Legal Education
Jun. 10, 2025
Senate approves bill to launch public law school at San Jose State
The California Senate has passed a bill to create a public law school at San Jose State by merging it with Lincoln Law School -- a move backers say will increase diversity in the legal field and help meet the state's civil legal needs.





The California Senate on Monday approved a bill to establish a public law school at San Jose State University -- not by building one from scratch, but by merging the struggling, state-accredited Lincoln Law School into the campus.
Authored by Sen. Dave Cortese, a Lincoln alumnus, SB 550 passed 29-6 and aims to address what he called a glaring gap in affordable legal education for one of the nation's largest and most diverse cities.
"SB550 helps close these gaps by enabling the development of an affordable public law school to serve the heart of Silicon Valley and diversify California's legal pipeline," Cortese, whose district includes the university, told his Senate colleagues on Monday.
Cortese pointed out that San Jose in the third largest city in California and the largest city in the nation without a public law school. The area is two-thirds Asian and Latino, he said, arguing the integrated school would help bring underrepresented groups into the legal profession. Cortese also cited the 2024 California Access to Justice study the State Bar released last week, which found most civil legal needs go unmet because of lack of attorneys.
The bill passed 29-6. All the no votes came from Republican senators. In an opposition letter to lawmakers, the University of California argued it operates several law schools and that two of these campuses, Berkeley, and San Francisco, "are accessible through public transit" to students living in San Jose.
Lincoln supports the bill. In a letter, its administration noted the proximity of its campus to San Jose State and wrote "there is a history of full-time San Jose State University professors serving as part-time professors at Lincoln."

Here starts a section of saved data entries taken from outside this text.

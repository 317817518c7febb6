//! Default-device streams built on cpal.
//!
//! cpal delivers and requests audio from its own callback threads. A ring
//! buffer bridges each callback to the blocking read/write calls of the
//! backend, and a condvar wakes the blocked caller whenever the callback has
//! made progress. A stream error ends any blocked call with a driver error.

use std::{
    sync::{Arc, Condvar, Mutex},
    time::Duration,
};

use cpal::traits::{DeviceTrait, HostTrait, StreamTrait};
use cpal::{FromSample, SampleFormat, SampleRate, SizedSample, StreamConfig};
use ringbuf::traits::{Consumer, Producer, Split};
use ringbuf::{HeapCons, HeapProd, HeapRb};
use tracing::{debug, error, info};

use super::{AudioSink, AudioSource};
use crate::{
    config::{InputConfig, OutputConfig},
    error::StreamDirection,
    Result, SonicFrameError,
};

/// Upper bound on a single wait, so a missed notification only costs this long.
const WAIT_SLICE: Duration = Duration::from_millis(10);

/// Shared between a stream's callbacks and the blocked caller. The data
/// callback wakes the caller after each period; the error callback records
/// why the stream died so the caller stops waiting for data that never comes.
#[derive(Debug, Default)]
struct StreamSignal {
    failure: Mutex<Option<String>>,
    cvar: Condvar,
}

type Signal = Arc<StreamSignal>;

fn poisoned<T>(_: T) -> SonicFrameError {
    SonicFrameError::msg("audio signal has been poisoned")
}

impl StreamSignal {
    fn notify(&self) {
        self.cvar.notify_one();
    }

    /// Records the first failure reported for the stream and wakes the caller.
    fn fail(&self, reason: String) {
        if let Ok(mut failure) = self.failure.lock() {
            failure.get_or_insert(reason);
        }
        self.cvar.notify_all();
    }

    fn check(&self) -> Result<()> {
        let failure = self.failure.lock().map_err(poisoned)?;
        failed(failure.as_deref())
    }

    /// Waits one slice for the callback to make progress.
    fn wait(&self) -> Result<()> {
        let failure = self.failure.lock().map_err(poisoned)?;
        failed(failure.as_deref())?;
        let (failure, _) = self
            .cvar
            .wait_timeout(failure, WAIT_SLICE)
            .map_err(poisoned)?;
        failed(failure.as_deref())
    }
}

fn failed(failure: Option<&str>) -> Result<()> {
    match failure {
        Some(reason) => Err(SonicFrameError::driver("stream", reason)),
        None => Ok(()),
    }
}

/// Picks a supported configuration that runs at exactly `sample_rate`,
/// preferring the fewest channels and then `preferred` as sample format.
fn select_config(
    ranges: impl Iterator<Item = cpal::SupportedStreamConfigRange>,
    sample_rate: u32,
    preferred: SampleFormat,
    direction: StreamDirection,
) -> Result<cpal::SupportedStreamConfig> {
    let rate = SampleRate(sample_rate);
    ranges
        .filter(|range| range.min_sample_rate() <= rate && rate <= range.max_sample_rate())
        .filter(|range| {
            matches!(
                range.sample_format(),
                SampleFormat::F32 | SampleFormat::I16 | SampleFormat::U16
            )
        })
        .min_by_key(|range| (range.channels(), range.sample_format() != preferred))
        .map(|range| range.with_sample_rate(rate))
        .ok_or_else(|| {
            SonicFrameError::driver(
                "select_config",
                format!("default {direction} device does not support {sample_rate} Hz"),
            )
        })
}

/// Output stream on the default device, fed mono `f32` samples.
pub struct CpalOutput {
    producer: HeapProd<f32>,
    signal: Signal,
    _stream: cpal::Stream,
}

/// Opens and starts the default output device at the configured rate.
pub fn open_output(config: &OutputConfig) -> Result<CpalOutput> {
    let host = cpal::default_host();
    let device = host
        .default_output_device()
        .ok_or(SonicFrameError::DeviceUnavailable(StreamDirection::Output))?;

    let ranges = device
        .supported_output_configs()
        .map_err(|e| SonicFrameError::driver("supported_output_configs", e))?;
    let supported = select_config(
        ranges,
        config.sample_rate,
        SampleFormat::F32,
        StreamDirection::Output,
    )?;
    let sample_format = supported.sample_format();
    let stream_config: StreamConfig = supported.into();

    // One second of audio, matching the length of a rendered frame.
    let ring = HeapRb::<f32>::new(config.sample_rate as usize);
    let (producer, consumer) = ring.split();
    let signal = Signal::default();

    let stream = match sample_format {
        SampleFormat::F32 => {
            build_output_stream::<f32>(&device, &stream_config, consumer, signal.clone())?
        }
        SampleFormat::I16 => {
            build_output_stream::<i16>(&device, &stream_config, consumer, signal.clone())?
        }
        SampleFormat::U16 => {
            build_output_stream::<u16>(&device, &stream_config, consumer, signal.clone())?
        }
        other => {
            return Err(SonicFrameError::driver(
                "build_output_stream",
                format!("unsupported sample format {other:?}"),
            ))
        }
    };
    stream
        .play()
        .map_err(|e| SonicFrameError::driver("play", e))?;

    info!(
        sample_rate = config.sample_rate,
        channels = stream_config.channels,
        ?sample_format,
        "output stream started"
    );

    Ok(CpalOutput {
        producer,
        signal,
        _stream: stream,
    })
}

fn build_output_stream<T>(
    device: &cpal::Device,
    config: &StreamConfig,
    mut consumer: HeapCons<f32>,
    signal: Signal,
) -> Result<cpal::Stream>
where
    T: SizedSample + FromSample<f32> + Send + 'static,
{
    let channels = usize::from(config.channels).max(1);
    let failures = signal.clone();
    device
        .build_output_stream(
            config,
            move |data: &mut [T], _: &cpal::OutputCallbackInfo| {
                for frame in data.chunks_mut(channels) {
                    let value = consumer.try_pop().unwrap_or(0.0);
                    let sample = <T as cpal::Sample>::from_sample(value);
                    frame.fill(sample);
                }
                signal.notify();
            },
            move |err| {
                error!(%err, "audio output stream error");
                failures.fail(err.to_string());
            },
            None,
        )
        .map_err(|e| SonicFrameError::driver("build_output_stream", e))
}

impl AudioSink for CpalOutput {
    fn write(&mut self, samples: &[f32]) -> Result<()> {
        self.signal.check()?;
        let mut remaining = samples;
        while !remaining.is_empty() {
            let pushed = self.producer.push_slice(remaining);
            remaining = &remaining[pushed..];
            if !remaining.is_empty() {
                self.signal.wait()?;
            }
        }
        Ok(())
    }
}

/// Input stream on the default device, delivering the first channel as
/// 16-bit samples. The stream only runs while a read is in progress.
pub struct CpalInput {
    consumer: HeapCons<i16>,
    signal: Signal,
    stream: cpal::Stream,
}

/// Opens the default input device at the configured rate. The stream is left
/// paused until the first read.
pub fn open_input(config: &InputConfig) -> Result<CpalInput> {
    let host = cpal::default_host();
    let device = host
        .default_input_device()
        .ok_or(SonicFrameError::DeviceUnavailable(StreamDirection::Input))?;

    let ranges = device
        .supported_input_configs()
        .map_err(|e| SonicFrameError::driver("supported_input_configs", e))?;
    let supported = select_config(
        ranges,
        config.sample_rate,
        SampleFormat::I16,
        StreamDirection::Input,
    )?;
    let sample_format = supported.sample_format();
    let stream_config: StreamConfig = supported.into();

    let ring = HeapRb::<i16>::new(config.capture_len * 4);
    let (producer, consumer) = ring.split();
    let signal = Signal::default();

    let stream = match sample_format {
        SampleFormat::I16 => {
            build_input_stream::<i16>(&device, &stream_config, producer, signal.clone())?
        }
        SampleFormat::F32 => {
            build_input_stream::<f32>(&device, &stream_config, producer, signal.clone())?
        }
        SampleFormat::U16 => {
            build_input_stream::<u16>(&device, &stream_config, producer, signal.clone())?
        }
        other => {
            return Err(SonicFrameError::driver(
                "build_input_stream",
                format!("unsupported sample format {other:?}"),
            ))
        }
    };
    stream
        .pause()
        .map_err(|e| SonicFrameError::driver("pause", e))?;

    info!(
        sample_rate = config.sample_rate,
        channels = stream_config.channels,
        ?sample_format,
        "input stream opened"
    );

    Ok(CpalInput {
        consumer,
        signal,
        stream,
    })
}

fn build_input_stream<T>(
    device: &cpal::Device,
    config: &StreamConfig,
    mut producer: HeapProd<i16>,
    signal: Signal,
) -> Result<cpal::Stream>
where
    T: SizedSample + Send + 'static,
    i16: FromSample<T>,
{
    let channels = usize::from(config.channels).max(1);
    let failures = signal.clone();
    device
        .build_input_stream(
            config,
            move |data: &[T], _: &cpal::InputCallbackInfo| {
                for frame in data.chunks(channels) {
                    let sample = <i16 as cpal::Sample>::from_sample(frame[0]);
                    // A full ring means nobody is reading; drop the excess.
                    if producer.try_push(sample).is_err() {
                        break;
                    }
                }
                signal.notify();
            },
            move |err| {
                error!(%err, "audio input stream error");
                failures.fail(err.to_string());
            },
            None,
        )
        .map_err(|e| SonicFrameError::driver("build_input_stream", e))
}

impl AudioSource for CpalInput {
    fn read(&mut self, buffer: &mut [i16]) -> Result<()> {
        // Samples left over from before the last pause are stale.
        self.consumer.clear();
        self.signal.check()?;
        self.stream
            .play()
            .map_err(|e| SonicFrameError::driver("play", e))?;

        // Pause even when the capture failed; the capture error wins.
        let captured = self.capture(buffer);
        let paused = self
            .stream
            .pause()
            .map_err(|e| SonicFrameError::driver("pause", e));
        captured?;
        paused?;

        debug!(samples = buffer.len(), "capture complete");
        Ok(())
    }
}

impl CpalInput {
    fn capture(&mut self, buffer: &mut [i16]) -> Result<()> {
        let mut filled = 0;
        while filled < buffer.len() {
            filled += self.consumer.pop_slice(&mut buffer[filled..]);
            if filled < buffer.len() {
                self.signal.wait()?;
            }
        }
        Ok(())
    }
}

/// Name and capabilities of a device on the default host.
#[derive(Debug, Clone)]
pub struct DeviceInfo {
    pub name: String,
    pub direction: StreamDirection,
    pub is_default: bool,
    pub sample_rates: Vec<(u32, u32)>,
}

/// Lists the output and input devices of the default host.
pub fn list_devices() -> Result<Vec<DeviceInfo>> {
    let host = cpal::default_host();
    let default_output = host.default_output_device().and_then(|d| d.name().ok());
    let default_input = host.default_input_device().and_then(|d| d.name().ok());

    let mut infos = Vec::new();
    let outputs = host
        .output_devices()
        .map_err(|e| SonicFrameError::driver("output_devices", e))?;
    for device in outputs {
        let name = device.name().unwrap_or_else(|_| "Unknown Device".to_string());
        let sample_rates = device
            .supported_output_configs()
            .map(|ranges| {
                ranges
                    .map(|r| (r.min_sample_rate().0, r.max_sample_rate().0))
                    .collect()
            })
            .unwrap_or_default();
        infos.push(DeviceInfo {
            is_default: default_output.as_deref() == Some(name.as_str()),
            name,
            direction: StreamDirection::Output,
            sample_rates,
        });
    }

    let inputs = host
        .input_devices()
        .map_err(|e| SonicFrameError::driver("input_devices", e))?;
    for device in inputs {
        let name = device.name().unwrap_or_else(|_| "Unknown Device".to_string());
        let sample_rates = device
            .supported_input_configs()
            .map(|ranges| {
                ranges
                    .map(|r| (r.min_sample_rate().0, r.max_sample_rate().0))
                    .collect()
            })
            .unwrap_or_default();
        infos.push(DeviceInfo {
            is_default: default_input.as_deref() == Some(name.as_str()),
            name,
            direction: StreamDirection::Input,
            sample_rates,
        });
    }

    Ok(infos)
}

#[cfg(test)]
mod tests {
    use std::{thread, time::Instant};

    use super::*;

    #[test]
    fn healthy_stream_waits_one_slice() {
        let signal = Signal::default();
        let start = Instant::now();
        signal.wait().unwrap();
        signal.check().unwrap();
        assert!(start.elapsed() < Duration::from_secs(1));
    }

    #[test]
    fn failed_stream_reports_a_driver_error() {
        let signal = Signal::default();
        signal.fail("device unplugged".to_string());
        signal.fail("later failure".to_string());

        let err = signal.wait().unwrap_err();
        assert!(err.is_device_failure());
        assert!(err.to_string().contains("device unplugged"));
        assert!(signal.check().is_err());
    }

    #[test]
    fn failure_from_the_callback_thread_ends_the_wait_loop() {
        let signal = Signal::default();
        let failures = signal.clone();
        let callback = thread::spawn(move || {
            thread::sleep(Duration::from_millis(30));
            failures.fail("stream stopped".to_string());
        });

        let mut waits = 0;
        let err = loop {
            match signal.wait() {
                Ok(()) => waits += 1,
                Err(err) => break err,
            }
            assert!(waits < 1_000, "wait loop never saw the failure");
        };
        callback.join().unwrap();
        assert!(matches!(err, SonicFrameError::Driver { call: "stream", .. }));
    }
}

SB 550 could soon land in the Assembly Judiciary Committee, whose chair, Assembly Member Ash Kalra, D-San Jose, is an instructor at the school. Lincoln was founded in 1919 as a part-time night school. In recent years it has suffered from financial problems and low bar exam passage rates. Lincoln is accredited through the California Committee of Bar Examiners, but not the American Bar Association.
In February, Sen. Sabrina Cervantes, D-Riverside, pulled SB 91, her bill to create a law school at UC Riverside. She introduced three previous bills when she was a member of the Assembly, but none ever received a vote.
The Inland Empire legal community has been pushing to build a public law school in the area for decades. In 1999, the late building magnate Henry W, Coil, Jr. donated $5 million to build a law school at UC Riverside. But the University of California Board of Regents instead greenlit the UC Irvine School of Law, which opened in 2009.